■ **Task to carry out**
All entries should be output exactly as they stand.

[Saved entries]
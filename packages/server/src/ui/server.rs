//! Server execution logic.

use std::sync::Arc;

use axum::{Router, routing::get};
use tower_http::trace::TraceLayer;

use crate::usecase::{
    ConnectSessionUseCase, DisconnectSessionUseCase, GetOnlineUsersUseCase,
    RegisterIdentityUseCase, RelayMessageUseCase,
};

use super::{
    handler::{get_online_users, health_check, websocket_handler},
    signal::shutdown_signal,
    state::AppState,
};

/// WebSocket chat server
///
/// This struct encapsulates the server configuration and provides methods to
/// run the server.
///
/// # Example
///
/// ```ignore
/// let server = Server::new(
///     connect_session_usecase,
///     register_identity_usecase,
///     relay_message_usecase,
///     disconnect_session_usecase,
///     get_online_users_usecase,
/// );
/// server.run("127.0.0.1".to_string(), 8080).await?;
/// ```
pub struct Server {
    /// ConnectSessionUseCase（コネクション受付のユースケース）
    connect_session_usecase: Arc<ConnectSessionUseCase>,
    /// RegisterIdentityUseCase（identity claim のユースケース）
    register_identity_usecase: Arc<RegisterIdentityUseCase>,
    /// RelayMessageUseCase（メッセージ中継のユースケース）
    relay_message_usecase: Arc<RelayMessageUseCase>,
    /// DisconnectSessionUseCase（コネクション切断のユースケース）
    disconnect_session_usecase: Arc<DisconnectSessionUseCase>,
    /// GetOnlineUsersUseCase（プレゼンス取得のユースケース）
    get_online_users_usecase: Arc<GetOnlineUsersUseCase>,
}

impl Server {
    /// Create a new Server instance
    pub fn new(
        connect_session_usecase: Arc<ConnectSessionUseCase>,
        register_identity_usecase: Arc<RegisterIdentityUseCase>,
        relay_message_usecase: Arc<RelayMessageUseCase>,
        disconnect_session_usecase: Arc<DisconnectSessionUseCase>,
        get_online_users_usecase: Arc<GetOnlineUsersUseCase>,
    ) -> Self {
        Self {
            connect_session_usecase,
            register_identity_usecase,
            relay_message_usecase,
            disconnect_session_usecase,
            get_online_users_usecase,
        }
    }

    /// Run the WebSocket chat server
    ///
    /// # Arguments
    ///
    /// * `host` - The host address to bind to (e.g., "127.0.0.1")
    /// * `port` - The port number to bind to (e.g., 8080)
    ///
    /// # Errors
    ///
    /// Returns an error if the server fails to bind to the specified address
    /// or if there's an error during server execution.
    pub async fn run(self, host: String, port: u16) -> Result<(), Box<dyn std::error::Error>> {
        let app_state = Arc::new(AppState {
            connect_session_usecase: self.connect_session_usecase,
            register_identity_usecase: self.register_identity_usecase,
            relay_message_usecase: self.relay_message_usecase,
            disconnect_session_usecase: self.disconnect_session_usecase,
            get_online_users_usecase: self.get_online_users_usecase,
        });

        // Define handlers
        let app = Router::new()
            // WebSocket エンドポイント
            .route("/ws", get(websocket_handler))
            // HTTP エンドポイント
            .route("/online-users", get(get_online_users))
            .route("/api/health", get(health_check))
            .layer(TraceLayer::new_for_http())
            .with_state(app_state);

        // Bind the server to the host and port
        let bind_addr = format!("{}:{}", host, port);
        let listener = tokio::net::TcpListener::bind(&bind_addr).await?;

        // Start the server
        tracing::info!(
            "WebSocket chat server listening on {}",
            listener.local_addr()?
        );
        tracing::info!("Connect to: ws://{}/ws", bind_addr);
        tracing::info!("Press Ctrl+C to shutdown gracefully");

        // Set up graceful shutdown signal handler
        axum::serve(listener, app)
            .with_graceful_shutdown(shutdown_signal())
            .await?;

        tracing::info!("Server shutdown complete");

        Ok(())
    }
}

■ **Output for this task**
filename packages/server/src/ui/server.rs
//! Server execution logic.

use std::sync::Arc;

use axum::{Router, routing::get};
use tower_http::trace::TraceLayer;

use crate::usecase::{
    ConnectSessionUseCase, DisconnectSessionUseCase, GetOnlineUsersUseCase,
    RegisterIdentityUseCase, RelayMessageUseCase,
};

use super::{
    handler::{get_online_users, health_check, websocket_handler},
    signal::shutdown_signal,
    state::AppState,
};

/// WebSocket chat server
///
/// This struct encapsulates the server configuration and provides methods to
/// run the server.
///
/// # Example
///
/// ```ignore
/// let server = Server::new(
///     connect_session_usecase,
///     register_identity_usecase,
///     relay_message_usecase,
///     disconnect_session_usecase,
///     get_online_users_usecase,
/// );
/// server.run("127.0.0.1".to_string(), 8080).await?;
/// ```
pub struct Server {
    /// ConnectSessionUseCase（コネクション受付のユースケース）
    connect_session_usecase: Arc<ConnectSessionUseCase>,
    /// RegisterIdentityUseCase（identity claim のユースケース）
    register_identity_usecase: Arc<RegisterIdentityUseCase>,
    /// RelayMessageUseCase（メッセージ中継のユースケース）
    relay_message_usecase: Arc<RelayMessageUseCase>,
    /// DisconnectSessionUseCase（コネクション切断のユースケース）
    disconnect_session_usecase: Arc<DisconnectSessionUseCase>,
    /// GetOnlineUsersUseCase（プレゼンス取得のユースケース）
    get_online_users_usecase: Arc<GetOnlineUsersUseCase>,
}

impl Server {
    /// Create a new Server instance
    pub fn new(
        connect_session_usecase: Arc<ConnectSessionUseCase>,
        register_identity_usecase: Arc<RegisterIdentityUseCase>,
        relay_message_usecase: Arc<RelayMessageUseCase>,
        disconnect_session_usecase: Arc<DisconnectSessionUseCase>,
        get_online_users_usecase: Arc<GetOnlineUsersUseCase>,
    ) -> Self {
        Self {
            connect_session_usecase,
            register_identity_usecase,
            relay_message_usecase,
            disconnect_session_usecase,
            get_online_users_usecase,
        }
    }

    /// Run the WebSocket chat server
    ///
    /// # Arguments
    ///
    /// * `host` - The host address to bind to (e.g., "127.0.0.1")
    /// * `port` - The port number to bind to (e.g., 8080)
    ///
    /// # Errors
    ///
    /// Returns an error if the server fails to bind to the specified address
    /// or if there's an error during server execution.
    pub async fn run(self, host: String, port: u16) -> Result<(), Box<dyn std::error::Error>> {
        let app_state = Arc::new(AppState {
            connect_session_usecase: self.connect_session_usecase,
            register_identity_usecase: self.register_identity_usecase,
            relay_message_usecase: self.relay_message_usecase,
            disconnect_session_usecase: self.disconnect_session_usecase,
            get_online_users_usecase: self.get_online_users_usecase,
        });

        // Define handlers
        let app = Router::new()
            // WebSocket エンドポイント
            .route("/ws", get(websocket_handler))
            // HTTP エンドポイント
            .route("/online-users", get(get_online_users))
            .route("/api/health", get(health_check))
            .layer(TraceLayer::new_for_http())
            .with_state(app_state);

        // Bind the server to the host and port
        let bind_addr = format!("{}:{}", host, port);
        let listener = tokio::net::TcpListener::bind(&bind_addr).await?;

        // Start the server
        tracing::info!(
            "WebSocket chat server listening on {}",
            listener.local_addr()?
        );
        tracing::info!("Connect to: ws://{}/ws", bind_addr);
        tracing::info!("Press Ctrl+C to shutdown gracefully");

        // Set up graceful shutdown signal handler
        axum::serve(listener, app)
            .with_graceful_shutdown(shutdown_signal())
            .await?;

        tracing::info!("Server shutdown complete");

        Ok(())
    }
}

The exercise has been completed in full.